§ **Required action**
Every line below that contains "neighbourhoods" is to be copied.

Provided entries Block Start

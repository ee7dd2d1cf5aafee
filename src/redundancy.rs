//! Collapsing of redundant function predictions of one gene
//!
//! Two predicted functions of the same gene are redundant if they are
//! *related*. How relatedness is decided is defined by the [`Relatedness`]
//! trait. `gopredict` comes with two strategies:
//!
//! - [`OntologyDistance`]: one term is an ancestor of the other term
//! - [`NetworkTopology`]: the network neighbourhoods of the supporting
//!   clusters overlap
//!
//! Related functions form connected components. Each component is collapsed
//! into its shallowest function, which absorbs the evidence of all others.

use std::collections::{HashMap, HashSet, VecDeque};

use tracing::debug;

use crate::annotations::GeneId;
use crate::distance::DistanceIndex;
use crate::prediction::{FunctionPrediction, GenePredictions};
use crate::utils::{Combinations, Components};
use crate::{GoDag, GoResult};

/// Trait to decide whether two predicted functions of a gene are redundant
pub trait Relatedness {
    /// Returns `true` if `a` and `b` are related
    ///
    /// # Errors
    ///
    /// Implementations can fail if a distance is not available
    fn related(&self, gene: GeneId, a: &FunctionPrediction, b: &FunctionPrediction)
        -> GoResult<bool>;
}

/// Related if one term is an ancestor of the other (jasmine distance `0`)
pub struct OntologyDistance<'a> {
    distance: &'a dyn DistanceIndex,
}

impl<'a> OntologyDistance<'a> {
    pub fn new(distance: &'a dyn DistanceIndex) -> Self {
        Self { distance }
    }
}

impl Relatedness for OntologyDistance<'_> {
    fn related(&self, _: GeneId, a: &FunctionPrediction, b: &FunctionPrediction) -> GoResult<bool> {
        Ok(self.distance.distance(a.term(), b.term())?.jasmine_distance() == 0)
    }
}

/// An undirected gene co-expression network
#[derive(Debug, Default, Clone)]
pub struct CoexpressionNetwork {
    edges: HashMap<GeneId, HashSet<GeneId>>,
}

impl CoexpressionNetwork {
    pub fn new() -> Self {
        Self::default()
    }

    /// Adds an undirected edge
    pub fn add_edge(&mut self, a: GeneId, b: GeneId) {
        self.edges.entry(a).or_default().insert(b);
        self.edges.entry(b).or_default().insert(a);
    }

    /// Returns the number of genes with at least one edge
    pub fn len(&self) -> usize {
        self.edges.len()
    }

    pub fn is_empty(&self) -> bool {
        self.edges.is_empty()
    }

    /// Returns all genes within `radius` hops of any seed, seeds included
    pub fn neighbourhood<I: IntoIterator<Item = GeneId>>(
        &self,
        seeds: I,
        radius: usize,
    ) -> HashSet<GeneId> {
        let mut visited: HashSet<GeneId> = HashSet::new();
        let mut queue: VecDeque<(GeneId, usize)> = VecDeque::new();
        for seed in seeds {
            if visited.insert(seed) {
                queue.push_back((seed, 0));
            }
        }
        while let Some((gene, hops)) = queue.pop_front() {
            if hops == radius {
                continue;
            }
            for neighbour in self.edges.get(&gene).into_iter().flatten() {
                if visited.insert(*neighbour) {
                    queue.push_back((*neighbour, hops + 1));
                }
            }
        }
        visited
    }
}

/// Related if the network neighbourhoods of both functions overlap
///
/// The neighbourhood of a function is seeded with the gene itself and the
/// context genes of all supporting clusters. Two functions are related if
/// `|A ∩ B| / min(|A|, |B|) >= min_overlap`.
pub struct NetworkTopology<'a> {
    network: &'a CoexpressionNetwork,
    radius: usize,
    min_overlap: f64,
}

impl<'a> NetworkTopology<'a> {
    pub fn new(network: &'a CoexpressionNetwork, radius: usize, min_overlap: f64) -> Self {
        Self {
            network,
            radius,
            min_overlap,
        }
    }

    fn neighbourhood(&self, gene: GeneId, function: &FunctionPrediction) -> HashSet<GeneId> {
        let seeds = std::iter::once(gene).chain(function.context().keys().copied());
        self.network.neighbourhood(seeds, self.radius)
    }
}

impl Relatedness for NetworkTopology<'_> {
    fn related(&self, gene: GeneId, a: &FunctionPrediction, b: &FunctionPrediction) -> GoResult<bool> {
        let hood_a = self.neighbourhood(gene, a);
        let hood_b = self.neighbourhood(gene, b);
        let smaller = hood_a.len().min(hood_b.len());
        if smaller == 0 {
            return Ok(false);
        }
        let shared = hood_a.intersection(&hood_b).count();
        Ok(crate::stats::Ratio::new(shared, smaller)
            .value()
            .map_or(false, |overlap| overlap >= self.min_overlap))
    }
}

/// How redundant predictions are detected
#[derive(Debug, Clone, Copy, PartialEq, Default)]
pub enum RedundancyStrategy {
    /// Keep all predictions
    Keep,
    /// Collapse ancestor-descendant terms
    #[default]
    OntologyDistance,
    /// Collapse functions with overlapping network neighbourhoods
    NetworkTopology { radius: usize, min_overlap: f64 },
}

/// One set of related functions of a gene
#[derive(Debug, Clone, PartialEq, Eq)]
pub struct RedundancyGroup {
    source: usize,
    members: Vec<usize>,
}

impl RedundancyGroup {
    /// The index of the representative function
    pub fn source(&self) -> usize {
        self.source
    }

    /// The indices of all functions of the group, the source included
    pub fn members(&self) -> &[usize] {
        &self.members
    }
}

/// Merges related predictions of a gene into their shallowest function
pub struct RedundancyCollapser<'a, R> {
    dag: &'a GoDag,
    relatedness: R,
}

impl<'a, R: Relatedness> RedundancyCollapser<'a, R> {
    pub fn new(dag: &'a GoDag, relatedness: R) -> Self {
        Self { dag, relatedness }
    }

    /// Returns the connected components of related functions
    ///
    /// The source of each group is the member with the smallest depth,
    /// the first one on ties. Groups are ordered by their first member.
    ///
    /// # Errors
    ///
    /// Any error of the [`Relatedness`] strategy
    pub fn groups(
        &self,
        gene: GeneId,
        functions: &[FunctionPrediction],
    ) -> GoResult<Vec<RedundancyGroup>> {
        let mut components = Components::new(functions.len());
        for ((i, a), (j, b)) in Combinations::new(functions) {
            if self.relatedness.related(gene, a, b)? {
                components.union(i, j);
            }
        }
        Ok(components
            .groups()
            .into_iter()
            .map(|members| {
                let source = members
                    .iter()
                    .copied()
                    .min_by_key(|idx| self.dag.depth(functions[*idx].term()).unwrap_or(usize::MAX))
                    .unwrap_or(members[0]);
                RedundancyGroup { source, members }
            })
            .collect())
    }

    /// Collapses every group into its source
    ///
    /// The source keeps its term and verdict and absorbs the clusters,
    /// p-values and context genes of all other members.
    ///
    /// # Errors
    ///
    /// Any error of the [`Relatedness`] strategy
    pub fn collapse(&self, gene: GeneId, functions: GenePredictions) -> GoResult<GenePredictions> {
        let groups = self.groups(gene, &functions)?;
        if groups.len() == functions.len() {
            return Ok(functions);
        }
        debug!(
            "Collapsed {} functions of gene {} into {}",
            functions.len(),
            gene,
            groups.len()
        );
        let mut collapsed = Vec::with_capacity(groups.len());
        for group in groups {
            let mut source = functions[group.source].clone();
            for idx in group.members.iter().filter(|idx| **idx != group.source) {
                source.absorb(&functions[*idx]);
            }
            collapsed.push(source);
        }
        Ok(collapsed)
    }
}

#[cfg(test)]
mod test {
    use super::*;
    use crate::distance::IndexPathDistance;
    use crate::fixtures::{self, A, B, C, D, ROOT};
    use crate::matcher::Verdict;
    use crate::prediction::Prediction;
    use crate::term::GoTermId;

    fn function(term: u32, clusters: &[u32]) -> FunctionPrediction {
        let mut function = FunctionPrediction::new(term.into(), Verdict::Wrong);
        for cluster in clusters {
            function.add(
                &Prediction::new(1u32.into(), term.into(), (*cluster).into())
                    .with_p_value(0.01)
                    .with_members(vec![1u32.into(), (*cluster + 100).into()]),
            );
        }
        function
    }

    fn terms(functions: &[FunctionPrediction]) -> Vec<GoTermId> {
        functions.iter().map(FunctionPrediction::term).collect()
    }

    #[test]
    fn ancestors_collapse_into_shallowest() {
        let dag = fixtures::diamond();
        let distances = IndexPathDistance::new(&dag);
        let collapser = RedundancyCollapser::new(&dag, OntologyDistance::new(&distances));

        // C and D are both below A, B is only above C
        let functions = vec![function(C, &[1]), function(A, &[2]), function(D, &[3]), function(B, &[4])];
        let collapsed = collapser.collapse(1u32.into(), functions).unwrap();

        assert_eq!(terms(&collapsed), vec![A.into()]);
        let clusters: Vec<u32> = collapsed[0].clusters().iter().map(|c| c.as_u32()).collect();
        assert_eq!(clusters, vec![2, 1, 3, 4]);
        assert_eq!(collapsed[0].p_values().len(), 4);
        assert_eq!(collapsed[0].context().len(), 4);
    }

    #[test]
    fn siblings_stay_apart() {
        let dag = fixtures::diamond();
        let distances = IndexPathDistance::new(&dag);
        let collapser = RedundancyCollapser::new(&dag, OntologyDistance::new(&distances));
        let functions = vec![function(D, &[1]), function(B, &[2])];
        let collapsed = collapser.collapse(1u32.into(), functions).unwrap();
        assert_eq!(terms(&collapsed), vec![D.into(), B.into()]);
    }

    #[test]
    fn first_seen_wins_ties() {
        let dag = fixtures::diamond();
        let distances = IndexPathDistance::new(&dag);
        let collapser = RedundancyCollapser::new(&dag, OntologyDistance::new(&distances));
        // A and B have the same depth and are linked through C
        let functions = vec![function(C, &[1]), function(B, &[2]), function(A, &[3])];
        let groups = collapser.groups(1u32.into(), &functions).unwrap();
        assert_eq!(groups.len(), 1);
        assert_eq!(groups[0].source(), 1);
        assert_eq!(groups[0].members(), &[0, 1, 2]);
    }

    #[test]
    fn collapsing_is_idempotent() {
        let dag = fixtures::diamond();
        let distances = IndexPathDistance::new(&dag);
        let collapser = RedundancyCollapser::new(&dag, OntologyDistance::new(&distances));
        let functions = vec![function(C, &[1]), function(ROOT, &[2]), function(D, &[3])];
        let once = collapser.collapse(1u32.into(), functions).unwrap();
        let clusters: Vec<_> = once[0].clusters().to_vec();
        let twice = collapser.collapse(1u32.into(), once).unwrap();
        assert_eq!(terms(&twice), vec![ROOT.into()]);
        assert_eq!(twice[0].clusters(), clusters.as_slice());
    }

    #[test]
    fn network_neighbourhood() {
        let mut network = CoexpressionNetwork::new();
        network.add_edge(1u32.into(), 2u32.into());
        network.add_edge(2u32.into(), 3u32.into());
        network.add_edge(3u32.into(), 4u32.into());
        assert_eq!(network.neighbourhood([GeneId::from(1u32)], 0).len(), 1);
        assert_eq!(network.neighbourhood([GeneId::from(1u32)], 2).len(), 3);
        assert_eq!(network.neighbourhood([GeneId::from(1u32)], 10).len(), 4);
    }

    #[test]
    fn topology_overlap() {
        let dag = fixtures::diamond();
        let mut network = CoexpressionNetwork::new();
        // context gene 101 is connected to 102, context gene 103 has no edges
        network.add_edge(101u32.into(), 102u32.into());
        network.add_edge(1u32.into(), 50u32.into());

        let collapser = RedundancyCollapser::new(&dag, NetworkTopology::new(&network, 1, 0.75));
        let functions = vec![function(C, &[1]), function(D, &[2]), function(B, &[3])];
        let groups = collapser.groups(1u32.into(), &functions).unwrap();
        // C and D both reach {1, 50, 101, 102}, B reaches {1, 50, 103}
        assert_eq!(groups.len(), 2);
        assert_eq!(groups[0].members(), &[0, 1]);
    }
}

Provided entries Block End

§ **Answer to the exercise**
//! - [`NetworkTopology`]: the network neighbourhoods of the supporting
/// Related if the network neighbourhoods of both functions overlap
    /// Collapse functions with overlapping network neighbourhoods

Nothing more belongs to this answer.